Wall Street Journal Top Online Stories: Wed 11/17/10

By Newsroom America Staff at 17 Nov 2010

The Wall Street Journal lead headline online early Wednesday morning says "U.S. Sets 50 Bank Probes." The paper says the Federal Deposit Insurance Corp. is conducting about 50 criminal investigations of former executives, directors and employees at U.S. banks that have failed since the start of the financial crisis.

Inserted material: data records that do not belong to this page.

const CRATE_TARGET: &str = "sheet_wrap";
const LIBS_DEFAULT_LOG_LEVEL: log::LevelFilter = log::LevelFilter::Warn;

/// Initializes logger for current environment.
///
/// In case of any error, basic logger, that does nothing, is returned. Errors
/// can possibly happen in case of file permission errors in release build.
pub fn init() -> Result<(), log::SetLoggerError> {
    let base_logger = fern::Dispatch::new();
    let env_specific_logger = init_env_specific(base_logger);

    env_specific_logger.apply()
}

/// Parses a level name as used in `SW_LIBS_LOG_LEVEL`.
#[cfg_attr(not(debug_assertions), allow(dead_code))]
fn parse_level(level: &str) -> Option<log::LevelFilter> {
    match level {
        "error" => Some(log::LevelFilter::Error),
        "warning" | "warn" => Some(log::LevelFilter::Warn),
        "info" => Some(log::LevelFilter::Info),
        "debug" => Some(log::LevelFilter::Debug),
        "trace" => Some(log::LevelFilter::Trace),
        "off" => Some(log::LevelFilter::Off),
        _ => None,
    }
}

#[cfg(debug_assertions)]
pub fn init_env_specific(base_logger: fern::Dispatch) -> fern::Dispatch {
    use std::env;

    use fern::colors::{Color, ColoredLevelConfig};

    let colors = ColoredLevelConfig::new()
        .error(Color::Red)
        .warn(Color::Yellow)
        .info(Color::Cyan)
        .debug(Color::BrightWhite)
        .trace(Color::White);
    let base_logger = base_logger.format(move |out, message, record| {
        out.finish(format_args!(
            "{} [{}] [{}] {}",
            chrono::Local::now().format("[%Y-%m-%d %H:%M:%S]"),
            record.target(),
            colors.color(record.level()),
            message
        ))
    });
    let libs_log_level = env::var("SW_LIBS_LOG_LEVEL")
        .ok()
        .and_then(|libs_log_level| parse_level(&libs_log_level))
        .unwrap_or(LIBS_DEFAULT_LOG_LEVEL);

    base_logger
        .level(libs_log_level)
        .level_for(CRATE_TARGET, log::LevelFilter::Debug)
        .chain(std::io::stdout())
}

#[cfg(not(debug_assertions))]
pub fn init_env_specific(base_logger: fern::Dispatch) -> fern::Dispatch {
    use std::fs;

    let path = match dirs::data_local_dir() {
        Some(data_dir) => data_dir.join("sheet_wrap").join("logs"),
        None => return base_logger,
    };

    if !path.exists() {
        let result = fs::create_dir_all(&path);

        if result.is_err() {
            return base_logger;
        }
    }

    let today_format = chrono::Local::today().format("%Y-%m-%d");
    let file_name = path.join(format!("{}.log", today_format));
    let file = match fern::log_file(file_name) {
        Ok(file) => file,
        Err(_) => return base_logger,
    };

    base_logger
        .format(move |out, message, record| {
            out.finish(format_args!(
                "{} [{}] [{}] {}",
                chrono::Local::now().format("[%Y-%m-%d %H:%M:%S]"),
                record.target(),
                record.level(),
                message
            ))
        })
        .level(LIBS_DEFAULT_LOG_LEVEL)
        .level_for(CRATE_TARGET, log::LevelFilter::Info)
        .chain(file)
}

#[cfg(test)]
mod tests {
    use super::*;

    #[test]
    fn test_parse_level() {
        assert_eq!(parse_level("warning"), Some(log::LevelFilter::Warn));
        assert_eq!(parse_level("trace"), Some(log::LevelFilter::Trace));
        assert_eq!(parse_level("verbose"), None);
    }
}
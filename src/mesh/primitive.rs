use std::f32::consts::PI;

use nalgebra::Point3;

use crate::convert::{cast_u32, cast_usize};

use super::Mesh;

const TWO_PI: f32 = 2.0 * PI;

/// Create a flat, subdivided rectangular grid in the XY plane, facing +Z.
///
/// Vertices are laid out row by row, starting at the top-left corner
/// (`-width / 2`, `height / 2`) and ending at the bottom-right one. A grid
/// with `n_width` x `n_height` segments has `(n_width + 1) * (n_height + 1)`
/// vertices and `2 * n_width * n_height` faces, all facing +Z.
///
/// # Panics
/// Panics if any of the segment counts is zero.
pub fn create_grid_plane(
    position: [f32; 3],
    width: f32,
    height: f32,
    n_width: u32,
    n_height: u32,
) -> Mesh {
    assert!(n_width >= 1, "Need at least 1 width segment");
    assert!(n_height >= 1, "Need at least 1 height segment");

    let columns = n_width + 1;
    let rows = n_height + 1;
    let segment_width = width / n_width as f32;
    let segment_height = height / n_height as f32;

    let vertex_data_count = cast_usize(columns * rows);
    let mut vertex_positions = Vec::with_capacity(vertex_data_count);

    for row in 0..rows {
        let y = 0.5 * height - row as f32 * segment_height;
        for column in 0..columns {
            let x = column as f32 * segment_width - 0.5 * width;
            vertex_positions.push(v(x, y, 0.0, position, 1.0));
        }
    }

    let faces_count = cast_usize(2 * n_width * n_height);
    let mut faces = Vec::with_capacity(faces_count);

    for row in 0..n_height {
        for column in 0..n_width {
            // Produce 2 CCW wound triangles: (a, b, d) and (b, c, d)
            let a = column + columns * row;
            let b = column + columns * (row + 1);
            let c = column + 1 + columns * (row + 1);
            let d = column + 1 + columns * row;

            faces.push((a, b, d));
            faces.push((b, c, d));
        }
    }

    assert_eq!(vertex_positions.len(), vertex_data_count);
    assert_eq!(faces.len(), faces_count);

    Mesh::from_triangle_faces_with_vertices(faces, vertex_positions)
}

/// Create UV Sphere primitive at `position` with `scale`,
/// `n_parallels` and `n_meridians`.
///
/// The poles lie on the Y axis.
///
/// # Panics
/// Panics if number of parallels is less than 2 or number of
/// meridians is less than 3.
pub fn create_uv_sphere(
    position: [f32; 3],
    scale: f32,
    n_parallels: u32,
    n_meridians: u32,
) -> Mesh {
    assert!(n_parallels >= 2, "Need at least 2 parallels");
    assert!(n_meridians >= 3, "Need at least 3 meridians");

    // Add the poles
    let lat_line_max = n_parallels + 2;
    // Add the last, wrapping meridian
    let lng_line_max = n_meridians + 1;

    // 1 North pole + 1 South pole + `n_parallels` * `n_meridians`
    let vertex_data_count = cast_usize(2 + n_parallels * n_meridians);
    let mut vertex_positions = Vec::with_capacity(vertex_data_count);

    // Produce vertex data for bands in between parallels

    for lat_line in 0..n_parallels {
        for lng_line in 0..n_meridians {
            let polar_t = (lat_line + 1) as f32 / (lat_line_max - 1) as f32;
            let azimuthal_t = lng_line as f32 / (lng_line_max - 1) as f32;

            let x = (PI * polar_t).sin() * (TWO_PI * azimuthal_t).cos();
            let y = (PI * polar_t).sin() * (TWO_PI * azimuthal_t).sin();
            let z = (PI * polar_t).cos();

            vertex_positions.push(v_y_up(x, y, z, position, scale));
        }
    }

    // Triangles from North and South poles to the nearest band + 2 * quads in bands
    let faces_count = cast_usize(2 * n_meridians + 2 * n_meridians * (n_parallels - 1));
    let mut faces = Vec::with_capacity(faces_count);

    // Produce faces for bands in-between parallels

    for i in 1..n_parallels {
        for j in 0..n_meridians {
            // Produce 2 CCW wound triangles: (p1, p2, p3) and (p3, p4, p1)

            let p1 = i * n_meridians + j;
            let p2 = i * n_meridians + ((j + 1) % n_meridians);

            let p4 = (i - 1) * n_meridians + j;
            let p3 = (i - 1) * n_meridians + ((j + 1) % n_meridians);

            faces.push((p1, p2, p3));
            faces.push((p3, p4, p1));
        }
    }

    // Add vertex data and band-connecting faces for North and South poles

    let north_pole = cast_u32(vertex_positions.len());
    vertex_positions.push(v_y_up(0.0, 0.0, 1.0, position, scale));

    let south_pole = cast_u32(vertex_positions.len());
    vertex_positions.push(v_y_up(0.0, 0.0, -1.0, position, scale));

    for i in 0..n_meridians {
        let north_p1 = i;
        let north_p2 = (i + 1) % n_meridians;

        let south_p1 = (n_parallels - 1) * n_meridians + i;
        let south_p2 = (n_parallels - 1) * n_meridians + ((i + 1) % n_meridians);

        faces.push((north_p1, north_p2, north_pole));
        faces.push((south_p2, south_p1, south_pole));
    }

    assert_eq!(vertex_positions.len(), vertex_data_count);
    assert_eq!(faces.len(), faces_count);

    Mesh::from_triangle_faces_with_vertices(faces, vertex_positions)
}

/// Create a capped cylinder centered at `position` with its axis parallel
/// to Y.
///
/// The side is split into `n_radial` segments around the axis and
/// `n_height` segments along it. Both caps are fans around a center
/// vertex.
///
/// # Panics
/// Panics if number of radial segments is less than 3 or number of height
/// segments is zero.
pub fn create_cylinder(
    position: [f32; 3],
    radius: f32,
    height: f32,
    n_radial: u32,
    n_height: u32,
) -> Mesh {
    assert!(n_radial >= 3, "Need at least 3 radial segments");
    assert!(n_height >= 1, "Need at least 1 height segment");

    let rings = n_height + 1;
    let half_height = 0.5 * height;

    // `rings` * `n_radial` side vertices + 2 cap centers
    let vertex_data_count = cast_usize(rings * n_radial + 2);
    let mut vertex_positions = Vec::with_capacity(vertex_data_count);

    // Rings go from the top cap to the bottom one
    for ring in 0..rings {
        let y = half_height - ring as f32 * height / n_height as f32;
        for segment in 0..n_radial {
            let theta = TWO_PI * segment as f32 / n_radial as f32;
            let x = radius * theta.sin();
            let z = radius * theta.cos();

            vertex_positions.push(v(x, y, z, position, 1.0));
        }
    }

    let faces_count = cast_usize(2 * n_radial * n_height + 2 * n_radial);
    let mut faces = Vec::with_capacity(faces_count);

    for ring in 0..n_height {
        for segment in 0..n_radial {
            let next_segment = (segment + 1) % n_radial;

            let a = ring * n_radial + segment;
            let b = (ring + 1) * n_radial + segment;
            let c = (ring + 1) * n_radial + next_segment;
            let d = ring * n_radial + next_segment;

            faces.push((a, b, d));
            faces.push((b, c, d));
        }
    }

    let top_center = cast_u32(vertex_positions.len());
    vertex_positions.push(v(0.0, half_height, 0.0, position, 1.0));

    let bottom_center = cast_u32(vertex_positions.len());
    vertex_positions.push(v(0.0, -half_height, 0.0, position, 1.0));

    let bottom_ring = n_height * n_radial;
    for segment in 0..n_radial {
        let next_segment = (segment + 1) % n_radial;

        faces.push((top_center, segment, next_segment));
        faces.push((
            bottom_center,
            bottom_ring + next_segment,
            bottom_ring + segment,
        ));
    }

    assert_eq!(vertex_positions.len(), vertex_data_count);
    assert_eq!(faces.len(), faces_count);

    Mesh::from_triangle_faces_with_vertices(faces, vertex_positions)
}

fn v(x: f32, y: f32, z: f32, translation: [f32; 3], scale: f32) -> Point3<f32> {
    Point3::new(
        scale * x + translation[0],
        scale * y + translation[1],
        scale * z + translation[2],
    )
}

/// Rotates a Z-up unit shape point by -90° around X so that Z-up becomes
/// Y-up. The rotation keeps the winding of faces intact.
fn v_y_up(x: f32, y: f32, z: f32, translation: [f32; 3], scale: f32) -> Point3<f32> {
    v(x, z, -y, translation, scale)
}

The paper says the U.S. government is funding several television shows in Afghanistan as part of a strategy to galvanize Afghans behind their security forces.

It says senior European officials laid the groundwork for a bailout of Ireland that could reach $136 billion, saying experts would travel this week to Dublin to examine the country's finances amid alarm about the dire straits of the Irish banking system.

The paper says unable to borrow as readily as Washington and, in most places, required to balance operating budgets, state governments are facing a reckoning.

It says medical experts advising the FDA recommended that the agency approve lupus drug Benlysta, developed by Human Genome Sciences and Glaxo.

And the most popular story says the Senate's No. 2 Republican said Tuesday that he opposed a vote this year on President Barack Obama's signature arms control treaty, dealing a blow to a top White House foreign policy priority and possibly to U.S.-Russian relations.